RAW DATA.
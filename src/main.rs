use anyhow::{Context, Result};
use clap::{Parser, ValueEnum};
use cosmic_tracer::config::AppConfig;
use cosmic_tracer::game::GameEngine;
use cosmic_tracer::logging;
use cosmic_tracer::modes::{LeaderboardMode, PlayMode};
use cosmic_tracer::render::RenderOptions;
use cosmic_tracer::service::{HttpScoreService, ScoreService};
use cosmic_tracer::storage::BestScoreStore;
use std::path::PathBuf;
use std::sync::Arc;
use tracing::{info, warn};

#[derive(Parser)]
#[command(name = "cosmic_tracer")]
#[command(version, about = "Cosmic Tracer: snake with bombs, bonuses and a leaderboard")]
struct Cli {
    /// What to run
    #[arg(long, default_value = "play")]
    mode: Mode,

    /// TOML config file
    #[arg(long)]
    config: Option<PathBuf>,

    /// Grid width
    #[arg(long)]
    width: Option<usize>,

    /// Grid height
    #[arg(long)]
    height: Option<usize>,

    /// Leave one edge and come back in at the opposite one
    #[arg(long)]
    wrap: bool,

    /// Disable bombs
    #[arg(long)]
    no_hazards: bool,

    /// Disable power-ups
    #[arg(long)]
    no_bonuses: bool,

    /// Hide the background grid
    #[arg(long)]
    no_grid: bool,

    /// Seed for reproducible spawns
    #[arg(long)]
    seed: Option<u64>,

    /// Score service base URL
    #[arg(long)]
    server_url: Option<String>,

    /// Write logs to this file
    #[arg(long)]
    log_file: Option<PathBuf>,

    /// Where to keep the local best score
    #[arg(long)]
    best_score_file: Option<PathBuf>,

    /// Leaderboard rows to print
    #[arg(long, default_value = "10")]
    limit: usize,
}

#[derive(Clone, ValueEnum)]
enum Mode {
    /// Play in the terminal with keyboard controls
    Play,
    /// Print the top scores from the score service
    Leaderboard,
}

impl Cli {
    /// Layer command-line flags over the loaded config
    fn apply_to(&self, config: &mut AppConfig) {
        if let Some(width) = self.width {
            config.game.grid_width = width;
        }
        if let Some(height) = self.height {
            config.game.grid_height = height;
        }
        if self.wrap {
            config.game.wrap_around = true;
        }
        if self.no_hazards {
            config.game.hazards_enabled = false;
        }
        if self.no_bonuses {
            config.game.bonuses_enabled = false;
        }
        if let Some(url) = &self.server_url {
            config.service.base_url = Some(url.clone());
        }
        if let Some(path) = &self.log_file {
            config.log_file = Some(path.clone());
        }
        if let Some(path) = &self.best_score_file {
            config.best_score_path = Some(path.clone());
        }
    }
}

fn best_score_store(config: &AppConfig) -> Result<BestScoreStore> {
    match &config.best_score_path {
        Some(path) => Ok(BestScoreStore::new(path.clone())),
        None => BestScoreStore::default_location(),
    }
}

fn score_service(config: &AppConfig) -> Option<Arc<dyn ScoreService>> {
    let base_url = config.service.base_url.as_ref()?;
    Some(Arc::new(HttpScoreService::new(
        base_url.clone(),
        config.service.token.clone(),
        config.service.timeout(),
    )))
}

async fn run_play(cli: &Cli, config: AppConfig) -> Result<()> {
    if let Some(path) = &config.log_file {
        logging::init_file(path, config.log_level.as_deref())?;
    }

    let play = match cli.seed {
        Some(seed) => PlayMode::with_engine(GameEngine::with_seed(config.game.clone(), seed)),
        None => PlayMode::new(config.game.clone()),
    };
    let mut play = play.with_options(RenderOptions {
        show_grid: !cli.no_grid,
    });

    match best_score_store(&config) {
        Ok(store) => {
            info!(path = ?store.path(), "using best score store");
            play = play.with_store(store);
        }
        Err(err) => warn!(error = %err, "best score will not be saved"),
    }

    if let Some(service) = score_service(&config) {
        play = play.with_service(service);
    }

    play.run().await
}

async fn run_leaderboard(cli: &Cli, config: AppConfig) -> Result<()> {
    logging::init_stderr(config.log_level.as_deref())?;

    let service = score_service(&config)
        .context("No score service configured; pass --server-url or set [service] base_url")?;

    let mut mode = LeaderboardMode::new(service).with_limit(cli.limit);
    if let Ok(best) = best_score_store(&config).and_then(|store| store.load()) {
        mode = mode.with_local_best(best);
    }

    mode.run().await
}

#[tokio::main]
async fn main() -> Result<()> {
    let cli = Cli::parse();

    let mut config = match &cli.config {
        Some(path) => AppConfig::load(path)?,
        None => AppConfig::default(),
    }
    .with_token_from_env();
    cli.apply_to(&mut config);

    config
        .game
        .validate()
        .context("Invalid game configuration")?;

    // Dispatch to appropriate mode
    match cli.mode {
        Mode::Play => run_play(&cli, config).await,
        Mode::Leaderboard => run_leaderboard(&cli, config).await,
    }
}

PROBLEM TO SOLVE. Look through the data and gather every line with the string "match" in it.

WRITTEN ANSWER.
    match &config.best_score_path {
    let play = match cli.seed {
    match best_score_store(&config) {
    let mut config = match &cli.config {
    match cli.mode {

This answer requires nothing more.